Keadaan Buruk Adam Kedua
"Sebab untuk itulah kamu dipanggil, karena Kristus pun telah menderita untuk kamu dan telah meninggalkan teladan bagimu; supaya kamu mengikuti jejak-Nya” (1 Petrus 2:21). "
Dibandingkan dengan Adam pertama, keadaan Yesus jauh lebih buruk. Ketika Adam makan, dia tidak sedang lapar—Yesus berpuasa 40 hari dan 40 malam ketika didekati oleh Setan di padang gurun. Tanggung jawab utama Adam adalah untuk Hawa dan dirinya sendiri—Yesus bagi seluruh alam semesta. Adam memulainya dengan keabadian yang bersyarat—Yesus dengan jubah kematian.
Yesus sangat tidak diuntungkan jika dibandingkan dengan kita juga. Kita tidak, seperti Adam Kedua, hidup di bawah beban penyelamatan dunia atau pemulihan nama baik karakter Allah, atau kesejahteraan alam semesta sebagai konsekuensi dari tindakan kita.

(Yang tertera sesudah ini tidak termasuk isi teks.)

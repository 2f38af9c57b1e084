use anyhow::Result;
use chrono::{DateTime, Local};
use crossterm::{
    event::{self, Event, KeyCode, KeyEventKind, KeyModifiers},
    execute,
    terminal::{disable_raw_mode, enable_raw_mode, EnterAlternateScreen, LeaveAlternateScreen},
};
use parcel_intake::intake::{self, Intake};
use parcel_intake::{Classification, Courier, ManualChoice, PendingSet, TrackingEntry, MANUAL_CHOICES};
use ratatui::{
    backend::CrosstermBackend,
    layout::{Constraint, Direction, Layout, Rect},
    style::{Color, Modifier, Style},
    text::{Line, Span},
    widgets::{Block, Borders, Cell, Clear, List, ListItem, ListState, Paragraph, Row, Table, TableState},
    Frame, Terminal,
};
use std::io;
use tracing::info;

const RECENT_LIMIT: usize = 10;

#[derive(Debug, Clone, Copy, PartialEq, Eq)]
pub enum Page {
    Intake,
    Pending,
}

impl Page {
    pub fn next(&self) -> Self {
        match self {
            Page::Intake => Page::Pending,
            Page::Pending => Page::Intake,
        }
    }

    pub fn title(&self) -> &str {
        match self {
            Page::Intake => "Intake",
            Page::Pending => "Pending",
        }
    }
}

/// Popup shown when a scan needs a manual choice
#[derive(Debug, Clone, PartialEq, Eq)]
pub enum Popup {
    /// `MY` + 12 digits: one of the pair, or "None of these"
    Ambiguous { tracking_number: String, pair: [Courier; 2] },
    /// Full manual menu, `Skip` last
    Manual { tracking_number: String },
}

impl Popup {
    pub fn tracking_number(&self) -> &str {
        match self {
            Popup::Ambiguous { tracking_number, .. } | Popup::Manual { tracking_number } => tracking_number,
        }
    }

    pub fn options(&self) -> Vec<String> {
        match self {
            Popup::Ambiguous { pair, .. } => vec![
                pair[0].name().to_string(),
                pair[1].name().to_string(),
                "None of these".to_string(),
            ],
            Popup::Manual { .. } => MANUAL_CHOICES.iter().map(|c| c.label().to_string()).collect(),
        }
    }
}

#[derive(Debug, Clone, Copy, PartialEq, Eq)]
pub enum StatusKind {
    Info,
    Success,
    Error,
}

pub struct App<'a> {
    intake: Intake<'a>,
    pub current_page: Page,
    pub input: String,
    pub popup: Option<Popup>,
    pub popup_state: ListState,
    pub pending: Vec<PendingSet>,
    pub courier_state: TableState,
    pub entry_state: TableState,
    pub recent: Vec<TrackingEntry>,
    pub status: (StatusKind, String),
    pub operator: String,
    pub should_quit: bool,
}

Dan jangan lupakan apa yang merupakan pencobaan Kristus yang paling perih—memanfaatkan kekuatan Ketuhanan-Nya untuk mempertahankan kehormatan-Nya, untuk menghilangkan rasa sakit-Nya, dan bahkan untuk membalas musuh-musuh-Nya. Pada setiap peristiwa genting atau saat dicobai, “Dia bisa saja memanggil sepuluh ribu malaikat!” Tetapi dalam manifestasi pengendalian diri yang terlalu menakjubkan untuk dipahami manusia, Ia menolak untuk melakukannya. Dia bertahan sebagaimana kita juga harus bertahan.
Kita tidak bisa menyamai atau meniru tingkat pertahanan-Nya. Mengapa? Karena kita tidak memiliki kuasa penciptaan dan penghancuran, Dia merasa perlu untuk menahannya sementara berada di antara kita. Dorongan kita kepada kepuasan diri tidak akan mengizinkan pengendalian diri seperti itu.
Namun demikian kita harus tanpa henti berusaha untuk mencapai standar kinerja-Nya yang tinggi. Kita tidak dapat melakukan hal ini dengan mengerjakan daftar perilaku, boleh dan tidak boleh, tetapi kita bisa melalui menyerahkan keangkuhan kita kepada-Nya dan dengan mengarahkan pandangan kita kepada-Nya yang adalah teladan dan sumber kekuatan kita, dan bukan kepada orang lain. Dan kita melakukannya oleh karena begitu terpengaruh oleh kasih-Nya sehingga kita lebih baik mati daripada melanggar; dengan mengingat bahwa ketika kita berdosa, kita “menyalibkan lagi Anak Allah” (lihat Ibr. 6:6); dan dengan terlibat setiap hari dalam doa yang penuh makna dan belajar firman-Nya.
Tak satu pun dari hal ini—nyatanya, semua hal ini—tidak bisa membuat kita menjadi benar-benar sempurna seperti Dia, tetapi hal itu akan membentuk kita dalam keserupaan dengan Dia dan membawa sukacita kepada hati-Nya yang penuh kasih.